上野 君子

2021 21 Feb

さらなるデジタル時代に立ちすくむ

お世話になった書籍の編集者に、私は「伝統的、古典的に紙媒体の人だ(表現は少し違ったかもしれないが)」といわれたのだが、実はそれがうれしかった。
はい、私は完全なるアナログ人間。昔から新製品や新しいテクノロジーといってもあまり飛びつくことがなかった。

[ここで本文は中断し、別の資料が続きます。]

//! Load config from file and environment.

use anyhow::Context;
use localdrop_core::NodeConfig;
use serde::Deserialize;
use std::path::{Path, PathBuf};
use std::time::Duration;

/// Daemon configuration. File: ~/.config/localdrop/config.toml or
/// /etc/localdrop/config.toml.
/// Env overrides: LOCALDROP_ROOM, LOCALDROP_NAME, LOCALDROP_DOWNLOAD_DIR,
/// LOCALDROP_MULTICAST_GROUP, LOCALDROP_MULTICAST_PORT, LOCALDROP_CHUNK_SIZE.
#[derive(Debug, Clone, Deserialize)]
#[serde(deny_unknown_fields)]
pub struct Config {
    /// Room to join. Unset: derived from the public IP.
    #[serde(default)]
    pub room: Option<String>,
    /// Announced display name. Unset: random.
    #[serde(default)]
    pub name: Option<String>,
    /// Where received files go (default ~/Downloads).
    #[serde(default)]
    pub download_dir: Option<PathBuf>,
    #[serde(default = "default_multicast_group")]
    pub multicast_group: String,
    /// Rendezvous UDP port (default 45678).
    #[serde(default = "default_multicast_port")]
    pub multicast_port: u16,
    #[serde(default = "default_chunk_size")]
    pub chunk_size: usize,
    #[serde(default = "default_connect_timeout_secs")]
    pub connect_timeout_secs: u64,
}

fn default_multicast_group() -> String {
    "239.255.60.60".to_string()
}
fn default_multicast_port() -> u16 {
    45678
}
fn default_chunk_size() -> usize {
    localdrop_core::config::DEFAULT_CHUNK_SIZE
}
fn default_connect_timeout_secs() -> u64 {
    30
}

impl Default for Config {
    fn default() -> Self {
        Self {
            room: None,
            name: None,
            download_dir: None,
            multicast_group: default_multicast_group(),
            multicast_port: default_multicast_port(),
            chunk_size: default_chunk_size(),
            connect_timeout_secs: default_connect_timeout_secs(),
        }
    }
}

impl Config {
    pub fn node_config(&self) -> NodeConfig {
        NodeConfig {
            chunk_size: self.chunk_size,
            connect_timeout: self.connect_timeout(),
            ..NodeConfig::default()
        }
    }

    pub fn connect_timeout(&self) -> Duration {
        Duration::from_secs(self.connect_timeout_secs)
    }
}

/// Load config: merge default, then config file (if present), then env vars.
/// An explicitly named file must exist and parse.
pub fn load(explicit: Option<&Path>) -> anyhow::Result<Config> {
    let mut c = match explicit {
        Some(path) => read_file(path)?,
        None => load_file().unwrap_or_default(),
    };
    apply_env(&mut c, |key| std::env::var(key).ok());
    Ok(c)
}

fn apply_env(c: &mut Config, var: impl Fn(&str) -> Option<String>) {
    if let Some(s) = var("LOCALDROP_ROOM") {
        c.room = Some(s);
    }
    if let Some(s) = var("LOCALDROP_NAME") {
        c.name = Some(s);
    }
    if let Some(s) = var("LOCALDROP_DOWNLOAD_DIR") {
        c.download_dir = Some(PathBuf::from(s));
    }
    if let Some(s) = var("LOCALDROP_MULTICAST_GROUP") {
        c.multicast_group = s;
    }
    if let Some(s) = var("LOCALDROP_MULTICAST_PORT") {
        if let Ok(p) = s.parse::<u16>() {
            c.multicast_port = p;
        }
    }
    if let Some(s) = var("LOCALDROP_CHUNK_SIZE") {
        if let Ok(n) = s.parse::<usize>() {
            c.chunk_size = n;
        }
    }
}

fn config_paths() -> Vec<PathBuf> {
    let mut out = Vec::new();
    if let Some(dir) = dirs::config_dir() {
        out.push(dir.join("localdrop/config.toml"));
    }
    out.push(PathBuf::from("/etc/localdrop/config.toml"));
    out
}

fn read_file(path: &Path) -> anyhow::Result<Config> {
    let s = std::fs::read_to_string(path)
        .with_context(|| format!("reading {}", path.display()))?;
    toml::from_str::<Config>(&s).with_context(|| format!("parsing {}", path.display()))
}

fn load_file() -> Option<Config> {
    for p in config_paths() {
        if p.exists() {
            match read_file(&p) {
                Ok(c) => return Some(c),
                Err(e) => tracing::warn!(error = %format!("{e:#}"), "ignoring config file"),
            }
            break;
        }
    }
    None
}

思い起こすと、紙から電子へと移る時は億劫だった。もっと前にさかのぼると、手書きからワープロへ、さらにパソコンへと移るのも遅かった。
今ではうそのようだが、新聞や雑誌が基本と思っていた私は、当初WEB媒体でものを書くことに猜疑的だった。それが今では、紙媒体の連載や仕事はすべて消えた。
そんな私も、都心を離れるに当たって、友人の勧めで始めたFacebookを10年以上続けている。

ただあれもこれもと新しいものに手をつけるのはやはり苦手で、SNSはFacebookだけ。インスタもツイッターも興味なし。というか、やりたくない。わずらわしい。そんな時間があったら散歩している方がいい(Facebookだけでもけっこう時間をとられている)。
ましてはYouTubeや最近話題のclubhouseなんてどんでもない(というより、clubhouseは誰からも招待されない)。つまり、映像(ビジュアル)や音(しゃべり)で発信するのは、そもそも苦手意識がある。
映画を例にとっても、ネットフリックスより、やはり映画館で観たい。

「clubhouseは興味ない」といったら、あるファッション業界プレス関連者に「遅れてる」と言われてしまった。はい、遅れててけっこうなのだが、この急激な時代の変化についていくことにどこか疲れを感じていることは確か。
とにかく新しいことに飛びつく、かじってみることは、好奇心や体力・経済力がないとできないことで、ある意味ではうらやましい。年齢を理由にはしたくないが、そういうエネルギーが欠乏してきている。

このコロナ禍によって、自分に不必要なものをいかにそぎ落としていくかが重要であると痛感した人は少なくないのではないだろうか。
こんな私も、私なりに新しいテクノロジーを少しずつ取り入れていくのだろうが、さて、これからどう生きていくかが大問題だ。